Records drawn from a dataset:
● ● ● ● ●
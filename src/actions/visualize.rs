// src/actions/visualize.rs

use anyhow::Result;
use async_trait::async_trait;

use crate::app::AppCtx;
use crate::menu::{MenuAction, MenuCursor, Selection};
use crate::ui::console::Console;

/// Prints the (field, ticker) column index of the loaded table.
pub struct ShowColumns;

#[async_trait]
impl MenuAction<AppCtx> for ShowColumns {
    async fn select(&self, _at: &mut MenuCursor<'_, AppCtx>, console: &mut Console, ctx: &mut AppCtx) -> Result<Selection> {
        let Some(table) = ctx.payload.as_ref() else {
            console.line("Data is empty")?;
            return Ok(Selection::Stay);
        };

        let width = table
            .columns()
            .iter()
            .map(|(f, _)| f.label().len())
            .max()
            .unwrap_or(0)
            .max("Price".len());
        console.line(format!("{:<width$}  Ticker", "Price"))?;
        for (field, ticker) in table.columns() {
            console.line(format!("{:<width$}  {ticker}", field.label()))?;
        }
        if let (Some(first), Some(last)) = (table.dates().first(), table.dates().last()) {
            console.line(format!("{} rows, {first} to {last}", table.len()))?;
        }
        Ok(Selection::Stay)
    }
}
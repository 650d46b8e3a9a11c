use clap::Parser;
use std::path::PathBuf;

use crate::defaults::Defaults;

/// Interactive Yahoo Finance price downloader
#[derive(Parser, Debug)]
#[command(version, about = "Fetch, inspect and export market prices from an interactive menu")]
pub struct Cli {
    /// Directory holding YAML query files
    #[arg(long, default_value = Defaults::INPUT_DIR)]
    pub input_dir: PathBuf,

    /// Directory exported files are written to (created if missing)
    #[arg(long, default_value = Defaults::OUTPUT_DIR)]
    pub output_dir: PathBuf,

    /// Log filter used when RUST_LOG is not set (logs go to stderr)
    #[arg(long, default_value = Defaults::LOG_FILTER)]
    pub log_filter: String,

    /// Disable coloured menu output
    #[arg(long)]
    pub no_color: bool,
}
● ● ● ● ●
**About this task:** Go through the data above and copy each line in which "field" appears.

**Answer section:**
/// Prints the (field, ticker) column index of the loaded table.
        for (field, ticker) in table.columns() {
            console.line(format!("{:<width$}  {ticker}", field.label()))?;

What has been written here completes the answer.